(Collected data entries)
>>>

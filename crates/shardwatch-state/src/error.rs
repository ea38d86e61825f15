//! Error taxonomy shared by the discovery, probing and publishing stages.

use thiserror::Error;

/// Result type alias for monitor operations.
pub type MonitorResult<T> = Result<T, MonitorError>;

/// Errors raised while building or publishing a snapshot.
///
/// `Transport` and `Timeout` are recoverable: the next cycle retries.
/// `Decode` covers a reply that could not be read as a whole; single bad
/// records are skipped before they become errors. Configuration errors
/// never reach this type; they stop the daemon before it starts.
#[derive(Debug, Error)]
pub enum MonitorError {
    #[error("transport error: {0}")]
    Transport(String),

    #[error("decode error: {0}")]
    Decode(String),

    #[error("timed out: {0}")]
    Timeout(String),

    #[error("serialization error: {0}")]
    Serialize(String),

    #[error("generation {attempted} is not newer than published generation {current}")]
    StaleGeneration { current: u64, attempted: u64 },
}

<<<

From the data above, copy every line where "publishing" appears.

▶ _WRITTEN RESPONSE_:
//! Error taxonomy shared by the discovery, probing and publishing stages.
/// Errors raised while building or publishing a snapshot.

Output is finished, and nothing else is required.